The current is inversely proportional to the resistance and will vary inversely with any change in the resistance. If the resistance is increased without changing the applied voltage, the current will decrease. If the resistance is reduced without changing the applied voltage, the current will increase. If the resistance is doubled, the current will be cut in half. If the resistance is cut in half, the current will be doubled.

These relationships make it easy for us to find one of these values if the other two are known. Three formulas are used for these computations. They are:

I = E ÷ R

R = E ÷ I

E = I x R

In these formulas E stands for the applied voltage, R stands for resistance, and I stands for current. In calculations involving ac circuits, Z, which stands for impedance, is substituted for R in the formulas. Otherwise the formulas are the same.

Just why is Ohm's Law so important to the serviceman? Only on rare occasions is it necessary for him to use it in finding the value of a part needed as a replacement. Ordinarily, diagrams are available giving the value of the parts used in a radio or TV receiver.

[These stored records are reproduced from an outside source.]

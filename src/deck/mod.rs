pub mod knob;
pub mod platter;
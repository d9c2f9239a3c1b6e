use crate::player::state::PlayerEvent;

/// App-wide events flowing over the flume channel, produced by background
/// tasks and consumed by the render loop.
#[derive(Debug, Clone, PartialEq)]
pub enum Event {
    /// One second elapsed; the single interval task is the only sender.
    TimerTick,
    /// A PKCE round-trip started; the user has to open this URL.
    AuthUrl(String),
    /// Provider binding report.
    Player(PlayerEvent),
    /// Short status code for the footer readout.
    Status(String),
}
use async_trait::async_trait;
use uuid::Uuid;

use super::db::DBClient;
use crate::models::jobmodel::Notification;

const NOTIFICATION_COLUMNS: &str = r#"
    id, user_id, kind, job_id, payload, message, read, created_at
"#;

#[async_trait]
pub trait NotificationExt {
    async fn create_notification(
        &self,
        user_id: Uuid,
        kind: String,
        job_id: Option<Uuid>,
        payload: Option<serde_json::Value>,
        message: String,
    ) -> Result<Notification, sqlx::Error>;

    async fn get_notifications_for_user(
        &self,
        user_id: Uuid,
        limit: i64,
        offset: i64,
    ) -> Result<Vec<Notification>, sqlx::Error>;

    async fn count_notifications_for_user(&self, user_id: Uuid) -> Result<i64, sqlx::Error>;

    async fn mark_notification_read(
        &self,
        notification_id: Uuid,
        user_id: Uuid,
    ) -> Result<Option<Notification>, sqlx::Error>;
}

#[async_trait]
impl NotificationExt for DBClient {
    async fn create_notification(
        &self,
        user_id: Uuid,
        kind: String,
        job_id: Option<Uuid>,
        payload: Option<serde_json::Value>,
        message: String,
    ) -> Result<Notification, sqlx::Error> {
        let query = format!(
            r#"
            INSERT INTO notifications (user_id, kind, job_id, payload, message)
            VALUES ($1, $2, $3, $4, $5)
            RETURNING {NOTIFICATION_COLUMNS}
            "#
        );

        sqlx::query_as::<_, Notification>(&query)
            .bind(user_id)
            .bind(kind)
            .bind(job_id)
            .bind(payload)
            .bind(message)
            .fetch_one(&self.pool)
            .await
    }

    async fn get_notifications_for_user(
        &self,
        user_id: Uuid,
        limit: i64,
        offset: i64,
    ) -> Result<Vec<Notification>, sqlx::Error> {
        let query = format!(
            r#"
            SELECT {NOTIFICATION_COLUMNS}
            FROM notifications
            WHERE user_id = $1
            ORDER BY created_at DESC
            LIMIT $2 OFFSET $3
            "#
        );

        sqlx::query_as::<_, Notification>(&query)
            .bind(user_id)
            .bind(limit)
            .bind(offset)
            .fetch_all(&self.pool)
            .await
    }

    async fn count_notifications_for_user(&self, user_id: Uuid) -> Result<i64, sqlx::Error> {
        sqlx::query_scalar::<_, i64>("SELECT COUNT(*) FROM notifications WHERE user_id = $1")
            .bind(user_id)
            .fetch_one(&self.pool)
            .await
    }

    async fn mark_notification_read(
        &self,
        notification_id: Uuid,
        user_id: Uuid,
    ) -> Result<Option<Notification>, sqlx::Error> {
        let query = format!(
            r#"
            UPDATE notifications
            SET read = TRUE
            WHERE id = $1 AND user_id = $2
            RETURNING {NOTIFICATION_COLUMNS}
            "#
        );

        sqlx::query_as::<_, Notification>(&query)
            .bind(notification_id)
            .bind(user_id)
            .fetch_optional(&self.pool)
            .await
    }
}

He needs only to glance at the diagram to obtain the information he needs.

The answer is that he uses Ohm's Law (perhaps unconsciously) every time he attempts to locate a defect in a receiver by measuring the operating voltages or taking resistance measurements. For example, suppose he finds that the voltage across a cathode bias resistor is too high. Because E equals I x R, he immediately knows that the resistor has increased in value or that the tube is drawing too much current.

Or suppose he finds the voltage too high on a screen grid that has a dropping resistor between the grid and B plus. At once, he suspects that the resistor has decreased in value or that, for some reason, the tube is not drawing normal screen current.

The complaint may be a severe case of distortion. When our technician connects his VTVM across the grid resistor in the output stage, he finds a positive dc voltage on the grid. Normally, the grid does not draw current, and with no current through the grid resistor, there should be no voltage drop across it. Pulling the output tube (if it is an ac set) or disconnecting the coupling capacitor (if it is an ac-dc set) will enable the serviceman to determine if a gassy output tube or a leaky coupling capacitor is responsible for the trouble.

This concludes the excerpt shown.